Para facilitar a vida dos navegantes, junto três comentários feitos pelo leitor José de Almeida Bispo, Itabaiana, Sergipe:


O debate sobre a propalada democratização da mídia eletrônica por radiofreqüência é importante, contudo é preciso que se não tenham muitas ilusões. Em artigo recente na Folha de S. Paulo o ex-ministro João Sayad dá uma pequena luz sobre o que significa a radicalização antioligopolista e a necessidade da existência de tais entes – os oligopólios.


No caso do chamado monopólio das comunicações vale a máxima de quem não tem competência não se estabelece. Acima do poder político direto, uma emissora de rádio mais pesa pela ameaça num momento de construção de alianças políticas do que pela influência direta que pode exercer. 

O fator humano ainda é o peso máximo. Sem um bom pistoleiro eletrônico ou um time deles, a emissora de rádio não é nada. No máximo uma forma de seu(s) dono(s) extorquir(em) o candidato interessado de plantão. Logo, não é a concentração ou não das emissoras nas mãos dos políticos que vai determinar a melhoria ou não da democracia; e sim a distribuição de verbas e a existência de profissionais capacitados e deliberados a fazer a canalhice encomendada.

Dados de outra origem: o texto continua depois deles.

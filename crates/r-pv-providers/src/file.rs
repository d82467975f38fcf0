//! ---
//! ems_section: "05-networking-external-interfaces"
//! ems_subsection: "module"
//! ems_type: "source"
//! ems_scope: "code"
//! ems_description: "Weather provider reading a local weather file."
//! ems_version: "v0.0.0-prealpha"
//! ems_owner: "tbd"
//! ---
use std::path::{Path, PathBuf};

use async_trait::async_trait;
use r_pv_engine::{
    io::parse_document,
    model::SiteLocation,
    weather::{WeatherProvider, WeatherSeries},
};
use tracing::debug;

use crate::{errors::ProviderError, nrel::parse_psm3};

/// Serves the same weather year for every site.
///
/// `.csv` files are read as PSM3 downloads; anything else must be a
/// serialized `WeatherSeries` in JSON or YAML.
#[derive(Debug, Clone)]
pub struct FileWeatherProvider {
    path: PathBuf,
    label: String,
}

impl FileWeatherProvider {
    pub fn new(path: impl Into<PathBuf>) -> Self {
        let path = path.into();
        let label = format!("file:{}", path.display());
        Self { path, label }
    }

    pub fn path(&self) -> &Path {
        &self.path
    }

    fn is_csv(&self) -> bool {
        self.path
            .extension()
            .and_then(|ext| ext.to_str())
            .is_some_and(|ext| ext.eq_ignore_ascii_case("csv"))
    }
}

#[async_trait]
impl WeatherProvider for FileWeatherProvider {
    fn name(&self) -> &str {
        &self.label
    }

    async fn fetch(&self, location: &SiteLocation) -> r_pv_engine::Result<WeatherSeries> {
        debug!(
            path = %self.path.display(),
            latitude = location.latitude,
            longitude = location.longitude,
            "reading weather file"
        );
        let data = tokio::fs::read_to_string(&self.path)
            .await
            .map_err(ProviderError::from)?;

        let mut series = if self.is_csv() {
            parse_psm3(&data)?.into_series(self.label.clone())?
        } else {
            parse_document::<WeatherSeries>(&data)?
        };
        if series.source.is_empty() {
            series.source = self.label.clone();
        }
        series.validate()?;
        Ok(series)
    }
}
//! ---
//! ems_section: "05-networking-external-interfaces"
//! ems_subsection: "module"
//! ems_type: "source"
//! ems_scope: "code"
//! ems_description: "Provider error type and its mapping into engine errors."
//! ems_version: "v0.0.0-prealpha"
//! ems_owner: "tbd"
//! ---
use r_pv_engine::PvEngineError;
use thiserror::Error;

pub type Result<T> = std::result::Result<T, ProviderError>;

/// Failures raised while talking to or parsing an external source.
#[derive(Debug, Error)]
pub enum ProviderError {
    #[error("http request failed: {0}")]
    Http(#[from] reqwest::Error),
    #[error("service responded with status {status}: {body}")]
    Status { status: u16, body: String },
    #[error("invalid url: {0}")]
    Url(#[from] url::ParseError),
    #[error("csv error: {0}")]
    Csv(#[from] csv::Error),
    #[error("json error: {0}")]
    Json(#[from] serde_json::Error),
    #[error("I/O error: {0}")]
    Io(#[from] std::io::Error),
    #[error("malformed payload: {0}")]
    Parse(String),
    #[error("missing credentials: {0}")]
    Credentials(String),
}

impl ProviderError {
    pub fn parse(message: impl Into<String>) -> Self {
        Self::Parse(message.into())
    }
}

impl From<ProviderError> for PvEngineError {
    fn from(err: ProviderError) -> Self {
        match err {
            ProviderError::Csv(_) | ProviderError::Parse(_) => {
                PvEngineError::DataQuality(err.to_string())
            }
            ProviderError::Credentials(_) => PvEngineError::Configuration(err.to_string()),
            _ => PvEngineError::WeatherUnavailable(err.to_string()),
        }
    }
}

#[cfg(test)]
mod tests {
    use super::*;

    #[test]
    fn parse_failures_become_data_quality() {
        let err: PvEngineError = ProviderError::parse("no header").into();
        assert_eq!(err.kind(), "data_quality");
    }

    #[test]
    fn status_failures_become_unavailable() {
        let err: PvEngineError = ProviderError::Status {
            status: 503,
            body: "busy".into(),
        }
        .into();
        assert_eq!(err.kind(), "weather_unavailable");
        assert!(err.to_string().contains("503"));
    }
}
//! ---
//! ems_section: "05-networking-external-interfaces"
//! ems_subsection: "tests"
//! ems_type: "source"
//! ems_scope: "code"
//! ems_description: "Command line integration tests."
//! ems_version: "v0.0.0-prealpha"
//! ems_owner: "tbd"
//! ---
use std::fs;
use std::path::{Path, PathBuf};

use assert_cmd::Command;
use serde_json::Value;
use tempfile::{tempdir, TempDir};

fn offline_config(dir: &Path) -> PathBuf {
    let path = dir.join("r-pv.toml");
    let logs = dir.join("logs");
    fs::write(
        &path,
        format!(
            r#"
            [logging]
            directory = "{}"

            [weather]
            provider = "synthetic"
            seed = 5

            [geocoding]
            enabled = false

            [design_conditions]
            enabled = false
            "#,
            logs.display()
        ),
    )
    .expect("write config");
    path
}

fn r_pv(dir: &TempDir) -> Command {
    let mut cmd = Command::cargo_bin("r-pv").expect("binary built");
    cmd.env_remove("R_PV_CONFIG")
        .arg("--config")
        .arg(offline_config(dir.path()));
    cmd
}

fn stdout_json(cmd: &mut Command) -> Value {
    let output = cmd.output().expect("command runs");
    assert!(
        output.status.success(),
        "stderr: {}",
        String::from_utf8_lossy(&output.stderr)
    );
    serde_json::from_slice(&output.stdout).expect("stdout is JSON")
}

#[test]
fn calculate_writes_reports() {
    let dir = tempdir().unwrap();
    let request = dir.path().join("request.yaml");
    fs::write(
        &request,
        "latitude: 39.74\nlongitude: -104.99\nsystem_size: 5\nelectricity_rate: 0.13\n",
    )
    .unwrap();
    let reports = dir.path().join("reports");

    let response = stdout_json(
        r_pv(&dir)
            .arg("calculate")
            .arg("--request")
            .arg(&request)
            .arg("--output-dir")
            .arg(&reports),
    );
    assert_eq!(response["success"], true);
    assert!(response["system_analysis"]["annual_energy"].as_f64().unwrap() > 0.0);
    for name in ["system_analysis.json", "financial_metrics.json", "weather_data.json"] {
        assert!(reports.join(name).exists(), "{name} missing");
    }
}

#[test]
fn failed_calculation_prints_error_document() {
    let dir = tempdir().unwrap();
    let request = dir.path().join("request.json");
    fs::write(&request, r#"{"latitude": 10, "longitude": 10}"#).unwrap();

    let output = r_pv(&dir)
        .arg("calculate")
        .arg("--request")
        .arg(&request)
        .output()
        .unwrap();
    assert!(!output.status.success());
    let response: Value = serde_json::from_slice(&output.stdout).unwrap();
    assert_eq!(response["success"], false);
    assert_eq!(response["error_kind"], "invalid_input");
}

#[test]
fn malformed_request_prints_error_document() {
    let dir = tempdir().unwrap();
    let request = dir.path().join("request.json");
    fs::write(&request, r#"{"latitude": 39.74, "longitude": "#).unwrap();

    let output = r_pv(&dir)
        .arg("calculate")
        .arg("--request")
        .arg(&request)
        .output()
        .unwrap();
    assert!(!output.status.success());
    let response: Value = serde_json::from_slice(&output.stdout).expect("stdout is JSON");
    assert_eq!(response["success"], false);
    assert_eq!(response["error_kind"], "invalid_input");
    assert!(response["error"].as_str().unwrap().contains("malformed request"));
}

#[test]
fn catalog_listing_and_lookup() {
    let dir = tempdir().unwrap();
    let modules = stdout_json(r_pv(&dir).arg("modules"));
    let names = modules["names"].as_array().unwrap();
    assert!(!names.is_empty());

    let first = names[0].as_str().unwrap().to_owned();
    let details = stdout_json(r_pv(&dir).arg("module").arg(&first));
    assert_eq!(details["name"], first.as_str());

    r_pv(&dir).arg("inverter").arg("No Such Inverter").assert().failure();
}

#[test]
fn check_sizing_reports_inverter_count() {
    let dir = tempdir().unwrap();
    let check = stdout_json(
        r_pv(&dir)
            .arg("check-sizing")
            .arg("--system-size")
            .arg("12")
            .arg("--inverter")
            .arg("Generic String 5.0kW"),
    );
    assert_eq!(check["number_of_inverters"], 3);
    assert_eq!(check["status"], "undersized");
}

#[test]
fn area_from_points() {
    let dir = tempdir().unwrap();
    let area = stdout_json(r_pv(&dir).args([
        "area", "--point", "0,0", "--point", "0,0.001", "--point", "0.001,0.001", "--point",
        "0.001,0",
    ]));
    assert_eq!(area["vertices"], 4);
    assert!(area["area_m2"].as_f64().unwrap() > 12_000.0);
}

#[test]
fn mount_types_for_one_model() {
    let dir = tempdir().unwrap();
    let listing = stdout_json(r_pv(&dir).args(["mount-types", "--model", "pvsyst"]));
    assert_eq!(listing["pvsyst"], serde_json::json!(["freestanding", "insulated"]));
    assert!(listing.get("sapm").is_none());
}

Pessoalmente falo pela experiência de 27 anos de rádio – e de militância política – em que vi emissoras serem ou não determinantes numa campanha política. No meu estado de Sergipe fui companheiro de três entre os seis mais bem conceituados ditos radiojornalistas políticos – um deles ex-deputado estadual – e, no caso deste, perdeu todas quando estava “do lado errado” apesar de brilhante em seu trabalho, da equipe de apoio e da dinheirama dos grupos que defendeu.


A mídia é determinante, sim; mas o buraco é mais embaixo. Evocando o Evangelho, “não basta dizer Senhor, Senhor” para entrar no reino dos céus. Não foi a mídia quem elegeu FHC; foi a ressaca de 1989/92 junto com um Real, aqui sim, muito bem trabalhado.


Nas experiências que já tive em minha cidade, Itabaiana, que conta com uma revista, quatro emissoras de rádio e dois portais de internet, nem sempre quem ganhou foi quem tinha a maior parte física da mídia; e sim quem melhor investiu na qualidade da referida mídia, além de atributos outros.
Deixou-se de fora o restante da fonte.